Lake Chad Basin countries have agreed Thursday to concede the leadership of the joint army operation against Boko Haram to Nigeria, according to a communique after a meeting between the leaders in the Nigerian capital Abuja.  

Nigeria's president Muhammadu Buhari on Thursday had appealed to leaders of neighboring Benin Republic, Chad, Niger and Cameroon to let his country head the regional army fighting Boko Haram militants in the country's northeast, instead of rotating command of the army among the Lake Chad Basin Commission (LCBC).

Buhari, a retired army general who recently became Nigeria's president, spoke in Abuja at a meeting of LCBC heads of government, convened to firm up strategies to combat Boko Haram militants who have waged a violent insurgency in Nigeria's northeast and in parts of Chad, Niger as well as in northern Cameroon.

"While I agree that this is a joint operation with shared responsibilities, I am, however, of the opinion that military operations that are subjected to rapid turnover of command and control structures, six months duration, as it is being proposed in the documents before us, do not augur well for effectiveness and efficiency," Buhari said at the meeting, attended by Chad's president Idriss Deby, Niger's Mahamadou Issoufou and Benin's Thomas Boni Yayi. Cameroon was represented by its chief of defense.

"Such a process will undermine, even if it is not intended, the military capacity to sustain the push against the insurgents, who also have the uncanny ability to adapt and rejig their operational strategies."
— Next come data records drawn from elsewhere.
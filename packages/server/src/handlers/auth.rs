use axum::extract::State;
use axum::http::StatusCode;
use axum::response::IntoResponse;
use sea_orm::TransactionTrait;
use tracing::instrument;

use crate::entity::user;
use crate::error::{AppError, ErrorBody};
use crate::extractors::auth::AuthUser;
use crate::extractors::json::AppJson;
use crate::models::auth::{
    AuthResponse, LoginRequest, RegisterRequest, validate_login_request,
    validate_register_request,
};
use crate::models::shared::ApiResponse;
use crate::services;
use crate::state::AppState;
use crate::utils::jwt;

fn issue_token(state: &AppState, user: user::Model) -> Result<AuthResponse, AppError> {
    let token = jwt::sign(
        user.id,
        &user.email,
        user.role,
        user.institution_id,
        &state.config.auth.jwt_secret,
        state.config.auth.token_ttl_hours,
    )
    .map_err(|e| AppError::Internal(format!("JWT sign error: {e}")))?;

    Ok(AuthResponse {
        token,
        role: user.role,
        user_id: user.id,
        name: user.name,
        institution_id: user.institution_id,
    })
}

#[utoipa::path(
    post,
    path = "/register",
    tag = "Auth",
    operation_id = "register",
    summary = "Register a new account",
    description = "Creates an account and returns a signed token for it. The `role` field is \
        only honoured when the request is made by a platform admin; everyone else is registered \
        as `USER`.",
    request_body = RegisterRequest,
    responses(
        (status = 201, description = "Account created", body = ApiResponse<AuthResponse>),
        (status = 400, description = "Validation error (VALIDATION_ERROR)", body = ErrorBody),
        (status = 404, description = "Institution not found (NOT_FOUND)", body = ErrorBody),
        (status = 409, description = "Email already registered (EMAIL_TAKEN)", body = ErrorBody),
    ),
)]
#[instrument(skip(state, caller, payload), fields(email = %payload.email))]
pub async fn register(
    caller: Option<AuthUser>,
    State(state): State<AppState>,
    AppJson(payload): AppJson<RegisterRequest>,
) -> Result<impl IntoResponse, AppError> {
    validate_register_request(&payload)?;
    let privileged = caller.as_ref().is_some_and(AuthUser::is_admin);

    let txn = state.db.begin().await?;
    let user = services::user::register(&txn, payload, privileged).await?;
    txn.commit().await?;

    let body = issue_token(&state, user)?;
    Ok((
        StatusCode::CREATED,
        ApiResponse::with_message(body, "User registered successfully"),
    ))
}

#[utoipa::path(
    post,
    path = "/login",
    tag = "Auth",
    operation_id = "login",
    summary = "Log in",
    description = "Exchanges an e-mail and password for a bearer token.",
    request_body = LoginRequest,
    responses(
        (status = 200, description = "Logged in", body = ApiResponse<AuthResponse>),
        (status = 400, description = "Validation error (VALIDATION_ERROR)", body = ErrorBody),
        (status = 401, description = "Wrong e-mail or password (INVALID_CREDENTIALS)", body = ErrorBody),
    ),
)]
#[instrument(skip(state, payload), fields(email = %payload.email))]
pub async fn login(
    State(state): State<AppState>,
    AppJson(payload): AppJson<LoginRequest>,
) -> Result<impl IntoResponse, AppError> {
    validate_login_request(&payload)?;

    let user = services::user::authenticate(&state.db, &payload).await?;
    let body = issue_token(&state, user)?;
    Ok(ApiResponse::with_message(body, "Login successful"))
}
"I am inclined, on account of the above, to suggest for your excellencies’ consideration that Nigeria retains the position of the Force Commander of the MNJTF [Multinational Joint Task Force] for the period of the war effort," said Buhari. "This command will be to the effectiveness of military strategy, since Nigeria will be providing the bulk of the troops and the main theatre of the war is on Nigerian soil."
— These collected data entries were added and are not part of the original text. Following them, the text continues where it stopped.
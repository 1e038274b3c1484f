use async_trait::async_trait;
use serde::Serialize;

use super::error::StorageError;

/// Result of a successful upload.
#[derive(Debug, Clone, PartialEq, Eq, Serialize)]
pub struct StoredImage {
    /// Name of the file on disk, `{uuid}_{sanitised original name}`.
    pub file_name: String,
    /// Relative path clients use to refer to the image, e.g. `/uploads/{file_name}`.
    pub path: String,
    pub content_type: String,
    pub size: u64,
}

/// Storage backend for user-uploaded images (course covers, avatars, challenge banners).
#[async_trait]
pub trait ImageStore: Send + Sync {
    /// Store an image under a fresh unique name derived from `original_name`.
    async fn put(&self, original_name: &str, data: &[u8]) -> Result<StoredImage, StorageError>;

    /// Delete a previously stored image by its relative path.
    ///
    /// Returns `true` if the file was deleted, `false` if it did not exist.
    async fn delete(&self, path: &str) -> Result<bool, StorageError>;
}
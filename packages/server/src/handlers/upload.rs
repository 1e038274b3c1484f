use axum::extract::{DefaultBodyLimit, Multipart, State};
use axum::http::StatusCode;
use axum::response::IntoResponse;
use common::storage::StoredImage;
use tracing::{instrument, warn};

use crate::error::{AppError, ErrorBody};
use crate::extractors::auth::AuthUser;
use crate::models::shared::ApiResponse;
use crate::state::AppState;

/// Multipart field carrying the image.
const IMAGE_FIELD: &str = "image";

/// Room for multipart framing on top of the configured image size.
const MULTIPART_OVERHEAD: usize = 64 * 1024;

pub fn image_upload_body_limit(max_size: u64) -> DefaultBodyLimit {
    let max = usize::try_from(max_size).unwrap_or(usize::MAX);
    DefaultBodyLimit::max(max.saturating_add(MULTIPART_OVERHEAD))
}

/// Read the `image` field of a multipart body and hand it to the image store.
pub(crate) async fn store_image_field(
    state: &AppState,
    multipart: &mut Multipart,
) -> Result<StoredImage, AppError> {
    while let Some(field) = multipart
        .next_field()
        .await
        .map_err(|e| AppError::Validation(format!("Multipart error: {e}")))?
    {
        if field.name() != Some(IMAGE_FIELD) {
            continue; // Ignore unknown fields.
        }
        let file_name = field
            .file_name()
            .map(str::to_string)
            .ok_or_else(|| AppError::Validation("Image field must have a filename".into()))?;
        let data = field
            .bytes()
            .await
            .map_err(|e| AppError::Validation(format!("Failed to read image: {e}")))?;
        return Ok(state.image_store.put(&file_name, &data).await?);
    }
    Err(AppError::Validation(format!("Missing '{IMAGE_FIELD}' field")))
}

/// Remove an image whose owning row could not be written.
pub(crate) async fn discard_image(state: &AppState, image: &StoredImage) {
    if let Err(e) = state.image_store.delete(&image.path).await {
        warn!(path = %image.path, error = %e, "Failed to remove orphaned upload");
    }
}

#[utoipa::path(
    post,
    path = "/images",
    tag = "Uploads",
    operation_id = "uploadImage",
    summary = "Upload an image",
    description = "Stores the `image` multipart field and returns its relative path, for use in \
        avatar, logo or banner fields. Only image types are accepted.",
    request_body(content_type = "multipart/form-data", description = "Image file in the `image` field"),
    responses(
        (status = 201, description = "Image stored; data is its relative path", body = ApiResponse<String>),
        (status = 400, description = "Missing field, non-image or oversize file (VALIDATION_ERROR)", body = ErrorBody),
        (status = 401, description = "Unauthorized (TOKEN_MISSING, TOKEN_INVALID)", body = ErrorBody),
    ),
    security(("jwt" = [])),
)]
#[instrument(skip(state, auth_user, multipart), fields(user_id = auth_user.user_id))]
pub async fn upload_image(
    auth_user: AuthUser,
    State(state): State<AppState>,
    mut multipart: Multipart,
) -> Result<impl IntoResponse, AppError> {
    let image = store_image_field(&state, &mut multipart).await?;
    tracing::info!(path = %image.path, size = image.size, "Image uploaded");
    Ok((
        StatusCode::CREATED,
        ApiResponse::with_message(image.path, "Image uploaded successfully"),
    ))
}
Other leaders of the task force did not object to the request - at least not openly at the event.

Buhari said Nigeria will also be honoring its pledge of a $100 million for the military campaign, adding that he had also solicited support from G7 nations at a recently held summit in Germany for the regional counterterrorism measure.

"Nigeria has already pledged the sum of $100 million for the smooth takeoff of the MNJTF. I hereby reassure you that my government will keep faith with this promise," said the president.
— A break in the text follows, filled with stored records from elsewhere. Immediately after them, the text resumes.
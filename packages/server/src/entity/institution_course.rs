use common::CourseStatus;
use sea_orm::entity::prelude::*;
use serde::{Deserialize, Serialize};

#[sea_orm::model]
#[derive(Clone, Debug, PartialEq, Eq, DeriveEntityModel, Serialize, Deserialize)]
#[sea_orm(table_name = "institution_course")]
pub struct Model {
    #[sea_orm(primary_key)]
    pub id: i32,

    pub name: String,
    #[sea_orm(column_type = "Text", nullable)]
    pub description: Option<String>,
    pub image: Option<String>,
    pub status: CourseStatus,

    // Settings
    pub allow_enrollment: bool,
    pub require_approval: bool,
    pub max_students: Option<i32>,

    pub institution_id: i32,
    #[sea_orm(belongs_to, from = "institution_id", to = "id")]
    pub institution: HasOne<super::institution::Entity>,

    #[sea_orm(has_many)]
    pub materials: HasMany<super::institution_material::Entity>,
    #[sea_orm(has_many)]
    pub videos: HasMany<super::institution_video::Entity>,
    #[sea_orm(has_many)]
    pub questions: HasMany<super::institution_question::Entity>,

    #[sea_orm(has_many, via = "course_enrollment")]
    pub students: HasMany<super::user::Entity>,

    pub created_at: DateTimeUtc,
    pub updated_at: DateTimeUtc,
}

impl ActiveModelBehavior for ActiveModel {}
"Our campaign against Boko Haram must be seen within the wider context of the global war against terror. Terrorism has no frontiers and they must, because of the great implication for regional and global peace and security, be defeated."

Thursday's meeting comes a day after military chiefs from the LCBC nations met in the Nigerian capital Abuja to draw up strategies for the take up of the reinvigorated regional military alliance, of which the existence dates back to the 1990s.

Nigeria battles a six-year insurgency in its northeast where tens of thousands of have been killed and millions displaced within and outside the country.

The Boko Haram militants, who have since pledged alliance with Daesh and now wish to be called Islamic State in West Africa Province, or ISWAP, are known to have conducted cross border attacks in Niger, Chad and Cameroon. 

This necessitated a regional alliance that helped to push back the militants from most of the Nigerian border territories they had captured in 2014 and early 2015.

Although the Nigerian army said it had inflicted a severe blow to the group, its fighters have continued to stage several brutal attacks in parts of the northeast over the past two weeks, killing dozens of people, mostly civilians.